OBSERVATION ET ANALYSE
Retour sur le début de Lorenzaccio présenté p. 133.
► 1. Le titre est le nom du personnage principal, ce qui est une tradition
du théâtre noble (la tragédie), alors que celui de la comédie peut indiquer
le thème traité (Le Misanthrope, La Double Inconstance). Lorenzaccio
est un titre mixte qui renvoie, comme titre de drame historique, à un
personnage ayant réellement existé (Lorenzo de Médicis dans la
Florence du XVIe siècle) mais qui est désigné par un surnom dépréciatif
(le suffixe -accio est péjoratif en italien) ; le jugement porté sur le héros
est un enjeu de la pièce.
► 2. La pièce paraît quatre ans après la révolution de juillet 1830 qui a
permis à Louis-Philippe de devenir « roi des Français ». C’est la pleine
époque du drame romantique, qui fait une large place à l’histoire (voir
p. 136-137). Musset la publie dans Un spectacle dans un fauteuil sans la
faire représenter ; il la qualifie de « drame », mais on n’y trouve pas le
« grotesque » cher à Hugo. La première représentation (une adaptation)
n’a eu lieu qu’en 1896 avec Sarah Bernhardt dans le rôle de Lorenzo
(Gérard Philipe a été le premier interprète masculin mémorable en
1952).
► 3. La première didascalie marque le découpage en actes et en scènes,
conformément à la dramaturgie classique ; la scène est cependant moins
régie par les entrées et sorties des personnages que par l’unité provisoire
du lieu présenté ci-dessous (le lieu change à chaque scène). Cette
disposition mêle ainsi l’organisation en scènes et l’organisation en
tableaux – la continuité chronologique s’impose moins que le
déplacement dans l’espace, des personnages entrent au milieu d’une
scène (ce sera le cas avec la venue de la jeune fille, puis de son frère).
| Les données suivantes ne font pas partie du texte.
// src/domain/dates.rs

use chrono::{Datelike, Duration, NaiveDate};
use regex::Regex;
use std::sync::OnceLock;

const FULL_FORMATS: &[&str] = &[
    "%Y-%m-%d",
    "%d/%m/%Y",
    "%d-%m-%Y",
    "%d.%m.%Y",
    "%d %B %Y",
    "%d %B, %Y",
    "%B %d %Y",
    "%B %d, %Y",
];

// Tried after appending the current year, for "5 June" style text.
const YEARLESS_FORMATS: &[&str] = &["%d %B %Y", "%B %d %Y"];

const WEEKDAYS: &[&str] = &[
    "monday", "tuesday", "wednesday", "thursday", "friday", "saturday", "sunday", "mon", "tue",
    "tues", "wed", "thu", "thurs", "fri", "sat", "sun",
];

fn ordinal_suffix() -> &'static Regex {
    static RE: OnceLock<Regex> = OnceLock::new();
    RE.get_or_init(|| Regex::new(r"(?i)\b(\d{1,2})(st|nd|rd|th)\b").expect("valid regex"))
}

/// Best-effort reading of the free-text dates listing sites show
/// ("Today", "Now", "5th June 2024", "Monday, 3 June", "03/06/2024").
/// Returns `None` when nothing matches.
pub fn parse_natural_date(text: &str, today: NaiveDate) -> Option<NaiveDate> {
    let lowered = text.trim().to_lowercase();
    if lowered.is_empty() {
        return None;
    }

    match lowered.as_str() {
        "today" | "now" | "immediately" | "available now" => return Some(today),
        "tomorrow" => return Some(today + Duration::days(1)),
        "yesterday" => return Some(today - Duration::days(1)),
        _ => {}
    }

    let cleaned = ordinal_suffix().replace_all(&lowered, "$1");
    let cleaned = strip_weekday(&cleaned);
    let cleaned = cleaned.split_whitespace().collect::<Vec<_>>().join(" ");

    for fmt in FULL_FORMATS {
        if let Ok(date) = NaiveDate::parse_from_str(&cleaned, fmt) {
            return Some(date);
        }
    }

    let with_year = format!("{} {}", cleaned.trim_end_matches(','), today.year());
    YEARLESS_FORMATS
        .iter()
        .find_map(|fmt| NaiveDate::parse_from_str(&with_year, fmt).ok())
}

fn strip_weekday(text: &str) -> &str {
    let first = text
        .split(|c: char| c == ',' || c.is_whitespace())
        .next()
        .unwrap_or("");
    if WEEKDAYS.contains(&first) {
        text[first.len()..].trim_start_matches(|c: char| c == ',' || c.is_whitespace())
    } else {
        text
    }
}
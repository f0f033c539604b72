//! Order-filling primitive.
//!
//! Tracks how much of each order is left and moves the two legs of a fill.
//! A fill is split in two around the resolver's own work:
//!
//! 1. [`LimitOrderProtocol::open_fill`]: pre-hook quote, threshold check,
//!    remaining check, maker asset maker → resolver, post-hook.
//! 2. [`LimitOrderProtocol::close_fill`]: taker asset resolver → maker.
//!
//! Chained settlements open every link first and close them in reverse, so
//! the resolver can pay earlier makers with what later makers released.
//! Both legs pull tokens with the protocol address as spender.

use std::collections::HashMap;

use fusion_auction::FillSide;
use fusion_ledger::Ledgers;
use fusion_types::{Address, Amount, FusionError, Order, OrderHash, Result, TakerTraits, Timestamp};

use crate::chain::ChainLink;
use crate::extension::{PostFill, Quote, SettlementExtension};
use crate::receipt::FillReceipt;
use crate::whitelist::{WhitelistGate, WhitelistOracle};

/// Everything a fill needs besides mutable state.
#[derive(Debug)]
pub struct FillContext<'a, W> {
    pub extension: &'a SettlementExtension,
    pub gate: &'a WhitelistGate<W>,
    pub resolver: Address,
    pub now: Timestamp,
}

/// Remaining-amount table and token legs for fills.
#[derive(Debug, Clone)]
pub struct LimitOrderProtocol {
    address: Address,
    /// Remaining making amount per order; absent means untouched.
    remaining: HashMap<OrderHash, Amount>,
}

impl LimitOrderProtocol {
    #[must_use]
    pub fn new(address: Address) -> Self {
        Self {
            address,
            remaining: HashMap::new(),
        }
    }

    #[must_use]
    pub fn address(&self) -> Address {
        self.address
    }

    /// Making amount still fillable on `order`.
    pub fn remaining(&self, order: &Order) -> Result<Amount> {
        Ok(self.remaining_by_hash(&order.hash()?, order))
    }

    fn remaining_by_hash(&self, hash: &OrderHash, order: &Order) -> Amount {
        self.remaining
            .get(hash)
            .copied()
            .unwrap_or(order.making_amount)
    }

    fn consume(&mut self, hash: OrderHash, order: &Order, making: Amount) -> Result<()> {
        let remaining = self.remaining_by_hash(&hash, order);
        let left = remaining
            .checked_sub(making)
            .ok_or(FusionError::OrderRemainingExceeded {
                order_hash: hash,
                requested: making,
                remaining,
            })?;
        self.remaining.insert(hash, left);
        Ok(())
    }

    /// First half of a fill. Returns the receipt the second half settles.
    pub fn open_fill<W: WhitelistOracle>(
        &mut self,
        ctx: &FillContext<'_, W>,
        ledgers: &mut Ledgers,
        link: &ChainLink,
    ) -> Result<FillReceipt> {
        let order = &link.order;
        let order_hash = order.hash()?;
        let side = if link.taker_traits.is_making_amount {
            FillSide::Making
        } else {
            FillSide::Taking
        };

        let quote = ctx.extension.quote(order, side, link.amount, ctx.now)?;
        if quote.making_amount == 0 || quote.taking_amount == 0 {
            return Err(FusionError::ZeroFillAmount(order_hash));
        }
        check_threshold(&link.taker_traits, &quote)?;
        self.consume(order_hash, order, quote.making_amount)?;

        ledgers.tokens.transfer_from(
            order.maker_asset,
            self.address,
            order.maker,
            ctx.resolver,
            quote.making_amount,
        )?;

        let fees = ctx.extension.post_interaction(
            ctx.gate,
            ledgers,
            &PostFill {
                order,
                resolver: ctx.resolver,
                making_amount: quote.making_amount,
                taking_amount: quote.taking_amount,
                now: ctx.now,
            },
        )?;

        tracing::debug!(
            order = %order_hash,
            maker = %order.maker,
            making = quote.making_amount,
            taking = quote.taking_amount,
            rate_bump = quote.rate_bump,
            resolver_fee = fees.resolver_fee,
            integrator_fee = fees.integrator_fee,
            "Fill opened"
        );

        Ok(FillReceipt {
            order_hash,
            maker: order.maker,
            maker_asset: order.maker_asset,
            taker_asset: order.taker_asset,
            making_amount: quote.making_amount,
            taking_amount: quote.taking_amount,
            rate_bump: quote.rate_bump,
            resolver_fee: fees.resolver_fee,
            integrator_fee: fees.integrator_fee,
        })
    }

    /// Second half of a fill: pay the maker.
    pub fn close_fill(&self, ledgers: &mut Ledgers, resolver: Address, fill: &FillReceipt) -> Result<()> {
        ledgers.tokens.transfer_from(
            fill.taker_asset,
            self.address,
            resolver,
            fill.maker,
            fill.taking_amount,
        )?;
        tracing::debug!(order = %fill.order_hash, taking = fill.taking_amount, "Fill closed");
        Ok(())
    }
}

/// Making mode caps what the taker pays; taking mode floors what the taker
/// receives. A zero threshold disables the cap.
pub fn check_threshold(traits: &TakerTraits, quote: &Quote) -> Result<()> {
    if traits.is_making_amount {
        if traits.threshold != 0 && quote.taking_amount > traits.threshold {
            return Err(FusionError::TakingAmountTooHigh {
                taking: quote.taking_amount,
                threshold: traits.threshold,
            });
        }
    } else if quote.making_amount < traits.threshold {
        return Err(FusionError::MakingAmountTooLow {
            making: quote.making_amount,
            threshold: traits.threshold,
        });
    }
    Ok(())
}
Musset a pu prendre cette liberté parce qu’il ne destinait pas sa pièce à la
scène mais à la lecture.
► 4. La deuxième didascalie indique le décor. Elle a une fonction
informative (où et quand ?) ; mais cela reste vague. L’indication est
doublement paradoxale : le décor semble lunaire, enchanteur et
bucolique, il est le lieu d’une action crapuleuse ; les personnages
semblent se préparer à une action inavouable, ils sont pourtant les
représentants de l’autorité et de la loi. Les signes de théâtre sont ainsi à
la fois fonctionnels et signifiants.
► 5. Le premier échange correspond à un premier bouclage : c’est un
couple de répliques, active et réactive, qui se complètent, un personnage
parle, l’autre lui répond et ils informent par là le public de la situation
(double destination du propos de théâtre). C’est une exposition
in medias res : le spectateur surprend une action en cours.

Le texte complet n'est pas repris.